Les capacités innées dites du ciel antérieur sont opposées aux capacités qui sont le fruit d’un entraînement.

耄耋 mào dié est composé de deux caractères chinois, le premier 耄 mào désigne les vieillards de plus de 70 ans, le second 耋 dié les vieillards de plus de 80 ans. Dans la biographie de la famille Chen insérée dans le Taiji quan tushuo, l’auteur rapporte que Chen Wangting, lors d’un voyage au Shanxi, vit deux vieillards et deux jeunes qui s’exerçaient à la boxe.

立如秤准,活似车轮;偏沉则随,双重则滞。每见数年纯功,不能运化者,率皆自为人制,双重之病未悟耳。欲避此病,须知阴阳;粘即是走,走即是粘;阳不离阴,阴不离阳;阴阳相济,方为懂劲。懂劲后,愈练愈精,默识揣摩,渐至从心所欲。

Debout (立 lì) immobile, soyez équilibré comme les plateaux d’une balance; dans le mouvement (活 huó), ressemblez à une roue. Si le poids de votre corps est plutôt sur un côté, vos mouvements seront aisés ; s’il est réparti également sur les deux jambes (双重 shuāng chóng), vous serez empoté. Chaque fois que l’on voit des gens qui malgré plusieurs années de pratique ne peuvent pas encore transformer (化 huā) (l’attaque) et sont contrôlés par l’adversaire, c’est qu’ils n’ont pas encore compris l’erreur qu’ils commettent en répartissant également le poids du corps sur les deux jambes. Pour éviter cette erreur, il faut connaître (la théorie) du yin et du yang (陰陽 yīn yáng). Adhérer (粘 nián, 粘 zhān), c’est se retirer (走 zǒu), se retirer, c’est adhérer. Le Yang est inséparable du Yin, de même que le Yin est inséparable du Yang ; quand le Yin et le Yang se complètent mutuellement, alors on peut comprendre (懂 dǒng) ce qu’est l’énergie (劲 jìn). Après l’avoir compris, plus on s’exerce (练 liàn) plus on acquiert d’habileté (精 jīng), on connaît (识 shí) par soi-même et estime (ses progrès) et l’on en arrive à ce que le corps peu à peu suive entièrement les désirs de l’esprit.

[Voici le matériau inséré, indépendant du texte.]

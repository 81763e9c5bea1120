//! Backend communication with the VoiceForge TTS service.
//!
//! Provides the trait and HTTP implementation for talking to the
//! FastAPI backend that wraps the pretrained TTS models.

mod client;
mod types;

pub use client::HttpBackend;
pub use types::{
    BackendError, GenerateRequest, GenerationResponse, LanguagesResponse, PresetsResponse,
    RequestMode, StatusResponse,
};

/// Trait for TTS backend communication.
///
/// This trait abstracts the HTTP communication with the VoiceForge
/// server, allowing for mock implementations in tests.
#[cfg_attr(test, mockall::automock)]
pub trait TtsBackend: Send + Sync {
    /// Fetch engine status (device, model size, preset availability).
    fn status(&self) -> Result<StatusResponse, BackendError>;

    /// Fetch the preset voice catalog (name to description).
    fn list_presets(&self) -> Result<PresetsResponse, BackendError>;

    /// Fetch the supported language list.
    fn list_languages(&self) -> Result<LanguagesResponse, BackendError>;

    /// Run one speech generation.
    ///
    /// # Arguments
    /// * `request` - Text, mode parameters, language and model size
    ///
    /// # Returns
    /// The audio locator and filename assigned by the backend
    fn generate(&self, request: &GenerateRequest) -> Result<GenerationResponse, BackendError>;

    /// Delete a generated audio asset by its backend filename.
    fn delete_generation(&self, filename: &str) -> Result<(), BackendError>;

    /// Download the audio bytes behind a locator.
    fn fetch_audio(&self, audio_ref: &str) -> Result<Vec<u8>, BackendError>;
}

/// Create an HTTP backend for the given server address.
pub fn create_backend(host: &str, port: u16) -> HttpBackend {
    HttpBackend::new(host, port)
}
//! CLI argument parsing and validation.

mod args;

pub use args::{
    Args, ENV_DEVICE, ENV_SMALL_MODELS, ModeSelection, ModeSelectionError, ModelSize,
};

#[cfg(test)]
mod tests {
    use super::*;
    use clap::Parser;
    use std::path::PathBuf;

    fn parse(argv: &[&str]) -> Args {
        let full: Vec<&str> = std::iter::once("voiceforge-rs")
            .chain(argv.iter().copied())
            .collect();
        Args::parse_from(full)
    }

    // ===========================================
    // Mode selection tests
    // ===========================================

    #[test]
    fn test_no_generation_flags_is_none() {
        let args = parse(&["--history"]);
        assert_eq!(args.mode_selection().unwrap(), None);
    }

    #[test]
    fn test_preset_mode_selection() {
        let args = parse(&["--text", "Hello world", "--preset", "Deep Male"]);
        assert_eq!(
            args.mode_selection().unwrap(),
            Some(ModeSelection::Preset("Deep Male".to_string()))
        );
    }

    #[test]
    fn test_design_mode_selection() {
        let args = parse(&["--text", "Hello", "--design", "A warm female voice"]);
        assert_eq!(
            args.mode_selection().unwrap(),
            Some(ModeSelection::Design("A warm female voice".to_string()))
        );
    }

    #[test]
    fn test_clone_mode_selection_with_transcript() {
        let args = parse(&[
            "--text",
            "Hello",
            "--clone",
            "ref.wav",
            "--transcript",
            "reference words",
        ]);
        assert_eq!(
            args.mode_selection().unwrap(),
            Some(ModeSelection::Clone {
                reference_audio: PathBuf::from("ref.wav"),
                transcript: Some("reference words".to_string()),
            })
        );
    }

    #[test]
    fn test_text_without_mode_is_error() {
        let args = parse(&["--text", "Hello"]);
        assert!(matches!(
            args.mode_selection().unwrap_err(),
            ModeSelectionError::MissingMode
        ));
    }

    #[test]
    fn test_mode_without_text_is_error() {
        let args = parse(&["--preset", "Deep Male"]);
        assert!(matches!(
            args.mode_selection().unwrap_err(),
            ModeSelectionError::MissingText
        ));
    }

    #[test]
    fn test_multiple_modes_is_error() {
        let args = parse(&[
            "--text",
            "Hello",
            "--preset",
            "Deep Male",
            "--design",
            "A warm voice",
        ]);
        assert!(matches!(
            args.mode_selection().unwrap_err(),
            ModeSelectionError::MultipleModes
        ));
    }

    // ===========================================
    // Model size tests
    // ===========================================

    #[test]
    fn test_model_size_default_is_large() {
        let args = parse(&["--history"]);
        assert_eq!(args.model_size(), ModelSize::Large);
        assert_eq!(args.model_size().as_str(), "1.7B");
    }

    #[test]
    fn test_small_flag_selects_small_model() {
        let args = parse(&["--small", "--history"]);
        assert_eq!(args.model_size(), ModelSize::Small);
        assert_eq!(args.model_size().as_str(), "0.6B");
    }

    // ===========================================
    // Defaults
    // ===========================================

    #[test]
    fn test_connection_defaults() {
        let args = parse(&["--history"]);
        assert_eq!(args.host, "localhost");
        assert_eq!(args.port, 8000);
        assert_eq!(args.language, "Auto");
        assert_eq!(args.output, PathBuf::from("output.wav"));
    }
}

默识揣摩 mò shí chu ǎi mó littéralement en silence, on connaît les conjectures. Le caractère 识 shí a le sens de connaitre et de clairvoyance.

本是舍己从人,多误舍近求远。所谓差之毫厘,谬以千里,学者不可不详辨焉。是为论。

L’idée fondamentale est qu’il faut s’oublier (舍 shě) et suivre (从 cóng) l’adversaire. Beaucoup ont mal interprété ce principe, croyant qu’il fallait oublier ce qui est proche et rechercher ce qui est loin, autrement dit le moindre faux pas équivaut à un écart de mille li. Que les adeptes y réfléchissent.

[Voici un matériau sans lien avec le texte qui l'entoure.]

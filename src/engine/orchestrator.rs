//! Generation orchestration.

use std::collections::BTreeMap;

use chrono::{Local, Utc};
use thiserror::Error;

use crate::backend::{BackendError, GenerateRequest, RequestMode, StatusResponse, TtsBackend};
use crate::cli::ModelSize;
use crate::library::{
    FolderRegistry, GenerationRecord, HistoryStore, LibraryError, Mode, UNFILED, default_label,
};
use crate::playback::Playback;
use crate::store::KvStore;

/// Server-side text bound, enforced locally before dispatch.
const MAX_TEXT_CHARS: usize = 5000;

/// Errors that can occur during studio operations.
#[derive(Error, Debug)]
pub enum StudioError {
    #[error("Invalid request: {0}")]
    Validation(String),

    #[error("A generation is already in progress")]
    Busy,

    #[error("Record not found: {0}")]
    RecordNotFound(i64),

    #[error("Backend error: {0}")]
    BackendError(#[from] BackendError),

    #[error("Library error: {0}")]
    LibraryError(#[from] LibraryError),
}

/// Outcome of a record deletion.
///
/// Local removal commits first; a failed backend deletion is reported
/// here as a warning instead of rolling anything back.
#[derive(Debug, Clone, PartialEq)]
pub struct DeleteOutcome {
    /// Whether a record was removed from the local history.
    pub removed: bool,
    /// Set when the backend audio asset could not be deleted.
    pub remote_warning: Option<String>,
}

/// The studio coordinates the backend, the local library and playback.
///
/// It is the single writer path into the history: every record comes
/// from a successful generation dispatched here.
pub struct Studio<B: TtsBackend, S: KvStore> {
    backend: B,
    history: HistoryStore<S>,
    folders: FolderRegistry<S>,
    playback: Playback,
    busy: bool,
}

impl<B: TtsBackend, S: KvStore> Studio<B, S> {
    /// Create a new studio.
    pub fn new(backend: B, history: HistoryStore<S>, folders: FolderRegistry<S>) -> Self {
        Self {
            backend,
            history,
            folders,
            playback: Playback::new(),
            busy: false,
        }
    }

    pub fn history(&self) -> &HistoryStore<S> {
        &self.history
    }

    pub fn folders(&self) -> &FolderRegistry<S> {
        &self.folders
    }

    pub fn playback(&self) -> &Playback {
        &self.playback
    }

    pub fn playback_mut(&mut self) -> &mut Playback {
        &mut self.playback
    }

    // ===========================================
    // Catalog passthroughs
    // ===========================================

    /// Fetch backend engine status.
    pub fn status(&self) -> Result<StatusResponse, StudioError> {
        Ok(self.backend.status()?)
    }

    /// Fetch the preset voice catalog.
    pub fn list_presets(&self) -> Result<BTreeMap<String, String>, StudioError> {
        Ok(self.backend.list_presets()?.presets)
    }

    /// Fetch the supported language list.
    pub fn list_languages(&self) -> Result<Vec<String>, StudioError> {
        Ok(self.backend.list_languages()?.languages)
    }

    /// Download the audio bytes behind a locator.
    pub fn fetch_audio(&self, audio_ref: &str) -> Result<Vec<u8>, StudioError> {
        Ok(self.backend.fetch_audio(audio_ref)?)
    }

    // ===========================================
    // Generation
    // ===========================================

    /// Run one speech generation and record it in the history.
    ///
    /// Validates before any network call, holds the single in-flight
    /// slot for the duration of the request, and on success appends
    /// exactly one record and starts playback of the new audio.
    pub fn generate(
        &mut self,
        text: &str,
        mode: RequestMode,
        language: &str,
        model_size: ModelSize,
    ) -> Result<GenerationRecord, StudioError> {
        if self.busy {
            return Err(StudioError::Busy);
        }

        Self::validate(text, &mode)?;

        self.busy = true;
        let result = self.dispatch(text, mode, language, model_size);
        self.busy = false;

        result
    }

    fn validate(text: &str, mode: &RequestMode) -> Result<(), StudioError> {
        let trimmed = text.trim();

        if trimmed.is_empty() {
            return Err(StudioError::Validation("Text cannot be empty".to_string()));
        }

        if trimmed.chars().count() > MAX_TEXT_CHARS {
            return Err(StudioError::Validation(
                "Text too long (max 5000 characters)".to_string(),
            ));
        }

        match mode {
            RequestMode::Design { voice_description } if voice_description.trim().is_empty() => {
                Err(StudioError::Validation(
                    "Voice description cannot be empty".to_string(),
                ))
            }
            RequestMode::Clone {
                reference_audio, ..
            } if !reference_audio.exists() => Err(StudioError::Validation(format!(
                "Reference audio not found: {}",
                reference_audio.display()
            ))),
            _ => Ok(()),
        }
    }

    fn dispatch(
        &mut self,
        text: &str,
        mode: RequestMode,
        language: &str,
        model_size: ModelSize,
    ) -> Result<GenerationRecord, StudioError> {
        let record_mode = match &mode {
            RequestMode::Preset { preset_name } => Mode::Preset {
                preset: preset_name.clone(),
            },
            RequestMode::Design { voice_description } => Mode::Design {
                description: voice_description.clone(),
            },
            RequestMode::Clone { .. } => Mode::Clone,
        };

        let request = GenerateRequest {
            text: text.to_string(),
            mode,
            language: language.to_string(),
            model_size,
        };

        let response = self.backend.generate(&request)?;

        let record = GenerationRecord {
            id: self.next_id(),
            text: text.to_string(),
            mode: record_mode,
            created_at: Local::now().format("%Y-%m-%d %H:%M:%S").to_string(),
            audio_ref: response.url,
            source_filename: Some(response.filename),
            label: default_label(text),
            folder: UNFILED.to_string(),
        };

        self.history.append(record.clone())?;

        self.playback.select(record.audio_ref.clone());
        self.playback.toggle_play_pause();

        Ok(record)
    }

    /// Next record id: the creation clock, bumped past the newest
    /// existing id so same-millisecond generations stay unique.
    fn next_id(&self) -> i64 {
        let now = Utc::now().timestamp_millis();
        match self.history.newest_id() {
            Some(newest) if newest >= now => newest + 1,
            _ => now,
        }
    }

    // ===========================================
    // Record management
    // ===========================================

    /// Delete a record locally, then best-effort delete its backend
    /// audio asset.
    ///
    /// Deleting an absent id is a no-op. A backend failure other than
    /// "already gone" is returned as a warning; the local removal is
    /// never rolled back.
    pub fn delete_record(&mut self, id: i64) -> Result<DeleteOutcome, StudioError> {
        let Some(record) = self.history.get(id) else {
            return Ok(DeleteOutcome {
                removed: false,
                remote_warning: None,
            });
        };

        let source_filename = record.source_filename.clone();
        self.history.remove(id)?;

        let remote_warning = source_filename.and_then(|filename| {
            match self.backend.delete_generation(&filename) {
                Ok(()) => None,
                Err(BackendError::GenerationNotFound(_)) => None,
                Err(e) => Some(format!("Could not delete backend audio {filename}: {e}")),
            }
        });

        Ok(DeleteOutcome {
            removed: true,
            remote_warning,
        })
    }

    /// Rename a record. Empty or whitespace-only labels are ignored.
    pub fn rename_record(&mut self, id: i64, new_label: &str) -> Result<bool, StudioError> {
        Ok(self.history.rename(id, new_label)?)
    }

    /// Move a record into a folder (or back to unfiled).
    pub fn move_record(&mut self, id: i64, folder: &str) -> Result<bool, StudioError> {
        Ok(self.history.move_to_folder(id, folder)?)
    }

    /// Select a history record's audio and start playback.
    pub fn play_record(&mut self, id: i64) -> Result<GenerationRecord, StudioError> {
        let record = self
            .history
            .get(id)
            .cloned()
            .ok_or(StudioError::RecordNotFound(id))?;

        self.playback.select(record.audio_ref.clone());
        self.playback.toggle_play_pause();

        Ok(record)
    }

    // ===========================================
    // Folder management
    // ===========================================

    /// Create a folder. Duplicates and empty names are no-ops.
    pub fn create_folder(&mut self, name: &str) -> Result<bool, StudioError> {
        Ok(self.folders.create(name)?)
    }

    /// Delete a folder, reassigning its records to unfiled.
    ///
    /// # Returns
    /// * `Ok(Some(n))` - the folder existed; `n` records were reassigned
    /// * `Ok(None)` - no folder with that name
    pub fn delete_folder(&mut self, name: &str) -> Result<Option<usize>, StudioError> {
        if !self.folders.remove(name)? {
            return Ok(None);
        }

        let moved = self.history.reassign_folder(name, UNFILED)?;
        Ok(Some(moved))
    }
}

Le caractère 舍 shě signifie abandonner, baisser les bras, sacrifier, faire don de. Le caractère 从 cóng a le sen de depuis, jamais, suivre, obéir à, s’engager dans, se joindre à, secondaire, accessoire

所谓差之毫厘,谬以千里, cette expression se trouve dans la biographie de Dongfang Ruo du Hanshu.

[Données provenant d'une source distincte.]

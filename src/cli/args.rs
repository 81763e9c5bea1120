//! CLI argument definitions and parsing.

use clap::Parser;
use std::path::PathBuf;
use thiserror::Error;

/// Environment variable forcing the backend onto the CPU.
pub const ENV_DEVICE: &str = "VOICEFORGE_DEVICE";
/// Environment variable selecting the reduced model size.
pub const ENV_SMALL_MODELS: &str = "VOICEFORGE_SMALL_MODELS";

/// VoiceForge text-to-speech client.
#[derive(Parser, Debug)]
#[command(name = "voiceforge-rs")]
#[command(about = "Preset, designed and cloned voice synthesis via a VoiceForge backend")]
#[command(version)]
pub struct Args {
    /// Text to synthesize
    #[arg(short, long)]
    pub text: Option<String>,

    /// Generate with a preset voice by name
    #[arg(short, long)]
    pub preset: Option<String>,

    /// Generate with a voice designed from this description
    #[arg(short, long)]
    pub design: Option<String>,

    /// Generate with a voice cloned from this reference audio file
    #[arg(short, long)]
    pub clone: Option<PathBuf>,

    /// Transcript of the reference audio (clone mode, improves quality)
    #[arg(long)]
    pub transcript: Option<String>,

    /// Synthesis language, or "Auto" to detect
    #[arg(short, long, default_value = "Auto")]
    pub language: String,

    /// Output audio file for generated speech
    #[arg(short, long, default_value = "output.wav")]
    pub output: PathBuf,

    /// List the generation history
    #[arg(long)]
    pub history: bool,

    /// Folder to filter the history by, or to move a record into
    #[arg(long)]
    pub folder: Option<String>,

    /// List folders
    #[arg(long)]
    pub folders: bool,

    /// Create a folder
    #[arg(long, value_name = "NAME")]
    pub new_folder: Option<String>,

    /// Delete a folder (its records become unfiled)
    #[arg(long, value_name = "NAME")]
    pub delete_folder: Option<String>,

    /// Delete a history record by id
    #[arg(long, value_name = "ID")]
    pub delete: Option<i64>,

    /// Rename a history record by id (requires --label)
    #[arg(long, value_name = "ID")]
    pub rename: Option<i64>,

    /// New label for --rename
    #[arg(long)]
    pub label: Option<String>,

    /// Move a history record into the folder given by --folder
    #[arg(long = "move", value_name = "ID")]
    pub move_record: Option<i64>,

    /// Replay a history record by id
    #[arg(long, value_name = "ID")]
    pub play: Option<i64>,

    /// Show backend engine status
    #[arg(long)]
    pub status: bool,

    /// List available voice presets
    #[arg(long)]
    pub list_presets: bool,

    /// List supported languages
    #[arg(long)]
    pub list_languages: bool,

    /// Backend host address
    #[arg(long, default_value = "localhost")]
    pub host: String,

    /// Backend port
    #[arg(long, default_value = "8000")]
    pub port: u16,

    /// Force CPU inference on the backend launcher
    #[arg(long)]
    pub cpu: bool,

    /// Use the smaller, faster model
    #[arg(long)]
    pub small: bool,
}

/// TTS model size selection.
#[derive(Clone, Copy, Debug, Default, PartialEq, Eq)]
pub enum ModelSize {
    /// Qwen3-TTS 1.7B (default quality)
    #[default]
    Large,

    /// Qwen3-TTS 0.6B (faster, less memory)
    Small,
}

impl ModelSize {
    /// Returns the wire value for this model size.
    pub fn as_str(&self) -> &'static str {
        match self {
            ModelSize::Large => "1.7B",
            ModelSize::Small => "0.6B",
        }
    }
}

/// Generation mode selected by the flags.
#[derive(Debug, Clone, PartialEq)]
pub enum ModeSelection {
    Preset(String),
    Design(String),
    Clone {
        reference_audio: PathBuf,
        transcript: Option<String>,
    },
}

/// Errors that can occur when resolving the generation flags.
#[derive(Error, Debug)]
pub enum ModeSelectionError {
    #[error("Only one of --preset, --design, --clone may be given")]
    MultipleModes,

    #[error("--text requires one of --preset, --design, or --clone")]
    MissingMode,

    #[error("--preset, --design and --clone require --text")]
    MissingText,
}

impl Args {
    /// Model size implied by the `--small` flag.
    pub fn model_size(&self) -> ModelSize {
        if self.small {
            ModelSize::Small
        } else {
            ModelSize::Large
        }
    }

    /// Resolve the generation flags into a mode, if any were given.
    ///
    /// # Returns
    /// * `Ok(None)` when no generation was requested
    /// * `Ok(Some(mode))` for a consistent text + mode combination
    /// * `Err(ModeSelectionError)` for conflicting or incomplete flags
    pub fn mode_selection(&self) -> Result<Option<ModeSelection>, ModeSelectionError> {
        let mode = match (&self.preset, &self.design, &self.clone) {
            (None, None, None) => {
                if self.text.is_some() {
                    return Err(ModeSelectionError::MissingMode);
                }
                return Ok(None);
            }
            (Some(preset), None, None) => ModeSelection::Preset(preset.clone()),
            (None, Some(description), None) => ModeSelection::Design(description.clone()),
            (None, None, Some(reference)) => ModeSelection::Clone {
                reference_audio: reference.clone(),
                transcript: self.transcript.clone(),
            },
            _ => return Err(ModeSelectionError::MultipleModes),
        };

        if self.text.is_none() {
            return Err(ModeSelectionError::MissingText);
        }

        Ok(Some(mode))
    }
}
//! Playback state machine for the single active audio source.

use std::io::Cursor;
use std::time::Duration;

/// State of the playback controller.
#[derive(Debug, Clone, Copy, PartialEq, Eq)]
pub enum PlaybackState {
    /// No source selected.
    Idle,
    /// Source assigned, paused at the current position.
    Loaded,
    Playing,
    Paused,
}

/// Tracks the one audio source that can be active at a time.
///
/// Switching sources abandons the previous one; there is no teardown
/// beyond dropping the reference. Elapsed time and duration are plain
/// state here — advancing the clock is the playback device's job.
pub struct Playback {
    state: PlaybackState,
    source: Option<String>,
    position: Duration,
    duration: Option<Duration>,
}

impl Playback {
    pub fn new() -> Self {
        Self {
            state: PlaybackState::Idle,
            source: None,
            position: Duration::ZERO,
            duration: None,
        }
    }

    pub fn state(&self) -> PlaybackState {
        self.state
    }

    /// Locator of the currently selected source, if any.
    pub fn source(&self) -> Option<&str> {
        self.source.as_deref()
    }

    pub fn position(&self) -> Duration {
        self.position
    }

    /// Duration of the current source, once its metadata is known.
    pub fn duration(&self) -> Option<Duration> {
        self.duration
    }

    /// Select a new audio source.
    ///
    /// Valid from any state. The controller moves to `Loaded` with the
    /// position reset; the previous source's duration is forgotten.
    /// Playback does not start automatically.
    pub fn select(&mut self, audio_ref: impl Into<String>) {
        self.source = Some(audio_ref.into());
        self.state = PlaybackState::Loaded;
        self.position = Duration::ZERO;
        self.duration = None;
    }

    /// Record the duration of the current source once metadata is ready.
    ///
    /// No-op while idle.
    pub fn set_duration(&mut self, duration: Duration) {
        if self.state != PlaybackState::Idle {
            self.duration = Some(duration);
        }
    }

    /// Toggle between playing and paused.
    ///
    /// `Loaded` and `Paused` move to `Playing`; `Playing` moves to
    /// `Paused`. No-op when idle. Returns the resulting state.
    pub fn toggle_play_pause(&mut self) -> PlaybackState {
        self.state = match self.state {
            PlaybackState::Idle => PlaybackState::Idle,
            PlaybackState::Loaded | PlaybackState::Paused => PlaybackState::Playing,
            PlaybackState::Playing => PlaybackState::Paused,
        };
        self.state
    }

    /// Seek to a fractional position in [0, 1].
    ///
    /// The fraction is clamped. Seeking requires a known duration;
    /// returns `false` (no state change) when the duration has not been
    /// reported yet or no source is selected.
    pub fn seek(&mut self, fraction: f64) -> bool {
        if self.state == PlaybackState::Idle {
            return false;
        }

        let Some(duration) = self.duration else {
            return false;
        };

        let fraction = fraction.clamp(0.0, 1.0);
        self.position = Duration::from_secs_f64(duration.as_secs_f64() * fraction);
        true
    }

    /// Handle the source playing to completion.
    ///
    /// `Playing` returns to `Loaded` with the position back at zero, the
    /// same place the playback device leaves it.
    pub fn on_natural_end(&mut self) {
        if self.state == PlaybackState::Playing {
            self.state = PlaybackState::Loaded;
            self.position = Duration::ZERO;
        }
    }
}

impl Default for Playback {
    fn default() -> Self {
        Self::new()
    }
}

/// Read the play time of a WAV file from its header.
///
/// Returns `None` when the bytes are not a parsable WAV stream.
pub fn wav_duration(bytes: &[u8]) -> Option<Duration> {
    let reader = hound::WavReader::new(Cursor::new(bytes)).ok()?;
    let spec = reader.spec();
    let frames = reader.duration();

    if spec.sample_rate == 0 {
        return None;
    }

    Some(Duration::from_secs_f64(
        f64::from(frames) / f64::from(spec.sample_rate),
    ))
}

Wang Zongyue est une figure légendaire dans l’histoire du taiji quan . Dans certains écrits, Wang est censé avoir été l’élève du légendaire Zhang Sanfeng, un moine taoïste du XIIIe siècle à qui l’on attribue la conception des arts martiaux internes (內家拳 nèi jiā quán) en général et du  taiji quan en particulier.
Wang aurait résidé à Taigu , Shanxi au milieu du XVe siècle. Il aurait appris une des premières formes de taiji quan dans le temple taoïste Jingtai à Baoji. Deux de ses disciples, Chen Wangting et Jiang Fa, auraient apporté d’importantes contributions au développement du taiji quan moderne. 
Wang est réputé pour être l’auteur du Traité du taiji quan , que les frères Wu prétendent avoir trouvé à Pékin au sein des manuels du magasin de sel au milieu du 19e siècle. Ce traité énonce de nombreux proverbes du taiji quan ; parmi eux : « quatre onces font dévier mille livres » et « une plume ne peut pas être ajoutée ; une mouche ne peut pas non plus se poser ».  Le Traité fait partie d’un corpus de littérature collectivement appelé les classiques du taiji quan.